Below are cross validation plots, which given an idea about the within model error, and the prediction error. A leave-one-out cross validation scheme was used, where each sample is left out of the training step, and is predicted. In this case there were 85 cross validations performed, since there were 85 samples. From here, we can see that while the variance in the model error is much smaller than the prediction error, the mean model error is roughly the same as the mean prediction error, which is reassuring that there isn't much overfitting happening.
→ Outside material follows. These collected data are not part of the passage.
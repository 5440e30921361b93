use super::FeatureError;
use crate::core::models::element::{AtomicProperty, Element};
use crate::core::models::structure::Structure;
use nalgebra::{DMatrix, DVector};

/// Finds the neighbours of every atom within a coordination shell.
///
/// Atom `j` neighbours atom `i` when their distance lies strictly inside
/// `((shell - 1) * (rc_i + rc_j) + dx, shell * (rc_i + rc_j) + dx)`, where `rc` are
/// covalent radii and the lower bound is zero for the first shell.
///
/// # Errors
///
/// Returns [`FeatureError::InvalidShell`] for `shell == 0`, or an element error when an
/// atom has no tabulated covalent radius.
pub fn neighbor_list(
    structure: &Structure,
    dx: f64,
    shell: usize,
) -> Result<Vec<Vec<usize>>, FeatureError> {
    if shell == 0 {
        return Err(FeatureError::InvalidShell(shell));
    }
    let radii = structure
        .atoms()
        .iter()
        .map(|a| a.element().map(|e| e.covalent_radius))
        .collect::<Result<Vec<_>, _>>()?;

    let n = structure.len();
    let mut neighbors = vec![Vec::new(); n];
    for i in 0..n {
        for j in 0..n {
            if i == j {
                continue;
            }
            let bond = radii[i] + radii[j];
            let d = structure.distance(i, j);
            let d_lo = if shell == 1 {
                0.0
            } else {
                (shell - 1) as f64 * bond + dx
            };
            let d_hi = shell as f64 * bond + dx;
            if d > d_lo && d < d_hi {
                neighbors[i].push(j);
            }
        }
    }
    Ok(neighbors)
}

/// Binary connectivity matrix of a structure.
///
/// A neighbour list attached to the structure takes precedence over the distance
/// criterion of [`neighbor_list`].
pub fn connection_matrix(structure: &Structure, dx: f64) -> Result<DMatrix<f64>, FeatureError> {
    let computed;
    let neighbors = match structure.neighborlist() {
        Some(nl) => nl,
        None => {
            computed = neighbor_list(structure, dx, 1)?;
            &computed[..]
        }
    };

    let n = structure.len();
    let mut cm = DMatrix::zeros(n, n);
    for (i, row) in neighbors.iter().enumerate() {
        for &j in row {
            cm[(i, j)] = 1.0;
        }
    }
    Ok(cm)
}

/// Indicator vector: 1.0 where the atomic number equals `number`.
pub fn element_list(numbers: &[u8], number: u8) -> DVector<f64> {
    DVector::from_iterator(
        numbers.len(),
        numbers.iter().map(|&n| if n == number { 1.0 } else { 0.0 }),
    )
}

/// Mask selecting bonds that start on an `a` atom and end on a `b` atom.
///
/// Only the `a -> b` direction is set, and atoms of any third element are never
/// selected. A mask of `a` against every other element would also pick up `a -> c`
/// bonds; here those land in the `(a, c)` pair feature instead, so each element pair
/// of the fingerprint counts only its own bonds.
pub fn heteroatomic_matrix(numbers: &[u8], a: u8, b: u8) -> DMatrix<f64> {
    let n = numbers.len();
    DMatrix::from_fn(n, n, |i, j| {
        if numbers[i] == a && numbers[j] == b {
            1.0
        } else {
            0.0
        }
    })
}

/// Generalized coordination per atom: non-zero entries times the row sum, over 12.
pub fn generalized_matrix(cm: &DMatrix<f64>) -> DVector<f64> {
    DVector::from_iterator(
        cm.nrows(),
        cm.row_iter().map(|row| {
            let nonzero = row.iter().filter(|&&v| v != 0.0).count() as f64;
            nonzero * row.sum() / 12.0
        }),
    )
}

/// Square matrix whose every row holds the per-atom values of `property`.
pub fn property_matrix(
    structure: &Structure,
    property: AtomicProperty,
) -> Result<DMatrix<f64>, FeatureError> {
    let values = structure
        .atoms()
        .iter()
        .map(|a| a.element().and_then(|e| e.property(property)))
        .collect::<Result<Vec<_>, _>>()?;
    let n = values.len();
    Ok(DMatrix::from_fn(n, n, |_, j| values[j]))
}

/// Coordination fingerprint of a (possibly property-weighted) connection matrix.
///
/// Every element of `elements` contributes a fixed block, zero when the element is
/// absent, so the output width depends only on `elements`:
/// `7 * m + m * (m - 1) / 2` values for `m` elements.
pub fn graph_features(numbers: &[u8], cm: &DMatrix<f64>, elements: &[u8]) -> Vec<f64> {
    let sum_cm = DVector::from_iterator(cm.nrows(), cm.row_iter().map(|r| r.sum()));
    let gen_cm = generalized_matrix(cm);

    let mut fp = Vec::with_capacity(graph_width(elements.len()));
    for (k, &e) in elements.iter().enumerate() {
        let el = element_list(numbers, e);

        let coord = sum_cm.component_mul(&el);
        push_moments(&mut fp, &coord);

        // Bonds ending on an `e` atom, counted from every row.
        let e_bonds: f64 = cm
            .row_iter()
            .map(|row| row.iter().zip(el.iter()).map(|(c, m)| c * m).sum::<f64>())
            .sum();
        fp.push(e_bonds);

        for &other in &elements[k + 1..] {
            let hm = heteroatomic_matrix(numbers, e, other);
            fp.push(hm.component_mul(cm).sum());
        }

        let generalized = gen_cm.component_mul(&el);
        push_moments(&mut fp, &generalized);
    }
    fp
}

fn push_moments(fp: &mut Vec<f64>, x: &DVector<f64>) {
    fp.push(x.sum());
    fp.push(x.iter().map(|v| v * v).sum());
    fp.push(x.iter().map(|v| v.abs().sqrt()).sum());
}

/// Number of values produced by [`graph_features`] for `m` elements.
pub fn graph_width(m: usize) -> usize {
    7 * m + m * m.saturating_sub(1) / 2
}

/// Names matching the layout of [`graph_features`].
pub fn graph_feature_names(elements: &[u8], prefix: &str) -> Vec<String> {
    let symbol = |z: u8| Element::by_number(z).map(|e| e.symbol).unwrap_or("X");
    let mut names = Vec::with_capacity(graph_width(elements.len()));
    for (k, &e) in elements.iter().enumerate() {
        let s = symbol(e);
        for moment in ["sum", "sq", "sqrt"] {
            names.push(format!("{}_{}_coord_{}", prefix, s, moment));
        }
        names.push(format!("{}_{}_bonds", prefix, s));
        for &other in &elements[k + 1..] {
            names.push(format!("{}_{}_{}_bonds", prefix, s, symbol(other)));
        }
        for moment in ["sum", "sq", "sqrt"] {
            names.push(format!("{}_{}_gcn_{}", prefix, s, moment));
        }
    }
    names
}

/// Graph fingerprint of a structure: the plain connectivity block followed by one
/// block per property-weighted connectivity.
pub fn base_features(
    structure: &Structure,
    elements: &[u8],
    properties: &[AtomicProperty],
    dx: f64,
) -> Result<Vec<f64>, FeatureError> {
    let numbers = structure.numbers();
    let cm = connection_matrix(structure, dx)?;

    let mut fp = graph_features(&numbers, &cm, elements);
    for &property in properties {
        let weighted = cm.component_mul(&property_matrix(structure, property)?);
        fp.extend(graph_features(&numbers, &weighted, elements));
    }
    Ok(fp)
}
Next are the prediction and residual plots. Here, only the top two balances are plotted, and the prediction residuals from the model are projected onto these two balances. From these plots we can see that the predicted points lie within the same region as the original communities. However, we can see that the residuals have roughly the same variance as the predictions. This is a little unsettling - but note that we can only explain 10% of the community variance, so these sorts of calculations aren't completely unexpected.
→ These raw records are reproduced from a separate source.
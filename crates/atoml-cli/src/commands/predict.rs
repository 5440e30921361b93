use super::{announce, load_dataset, write_rows};
use crate::cli::PredictArgs;
use crate::config::build_predict_config;
use crate::error::Result;
use crate::ui::{CliProgressHandler, UiEvent};
use atoml::{engine::progress::ProgressReporter, workflows};
use tokio::sync::mpsc;
use tracing::info;

pub async fn run(args: PredictArgs, ui_sender: mpsc::Sender<UiEvent>) -> Result<()> {
    let settings = build_predict_config(&args)?;
    let dataset = load_dataset(&settings.data)?;

    let progress_handler = CliProgressHandler::new(ui_sender.clone());
    let reporter = ProgressReporter::with_callback(progress_handler.get_callback());

    announce(
        &ui_sender,
        format!(
            "Training a {} model on {} record(s)...",
            settings.core_config.model.name(),
            dataset.len()
        ),
    )
    .await;
    info!("Invoking the core prediction workflow...");
    let result = tokio::task::block_in_place(|| {
        workflows::predict::run(&dataset, &settings.core_config, &reporter)
    })?;

    println!(
        "Train: RMSE {:.4}, MAE {:.4} over {} record(s)",
        result.train_error.rmse, result.train_error.mae, result.train_error.count
    );
    println!(
        "Test:  RMSE {:.4}, MAE {:.4}, max |error| {:.4} over {} record(s)",
        result.test_error.rmse,
        result.test_error.mae,
        result.test_error.max_abs,
        result.test_error.count
    );
    println!(
        "Regularization: {:.6} ({} feature(s))",
        result.hyperparameters.regularization,
        result.feature_names.len()
    );

    if let Some(output) = &settings.output {
        info!("Writing {} prediction(s) to {:?}", result.predictions.len(), output);
        write_rows(output, &result.predictions)?;
        println!("Predictions written to: {}", output.display());
    }
    Ok(())
}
The branch lengths in the visualized tree are also scaled by the explained sum of squares in the models. The longest branch lengths correspond to the most informative balances. This can allow us to get a high level overview of the most important balances in the model. From this plot and the above heatmap, we can see that balance $y0$ is important. These balances not only have very small pvalues for differentiating subjects, but they also have the largest branch lengths in the tree diagram. This suggests that these two partitions of microbes could differentiate the CFS patients from the controls.

Let's extract the balances and tree to see how large this effect size truly is.

In [7]:

```
!qiime gneiss balance-taxonomy \
--i-balances balances.qza \
--i-tree correlated_hierarchy.nwk.qza \
--i-taxonomy taxa.qza \
--p-taxa-level 2 \
--p-balance-name 'y0' \
--m-metadata-file map.txt \
--m-metadata-category Subject \
--o-visualization y0_taxa_summary.qzv --verbose
```

In the Python tutorial, we'll discuss how to dive into these results in a more fine tune manner. Specifically, we'll also want extract the regression results, taxonomies and metadata to build the heatmaps, boxplots and interactive trees.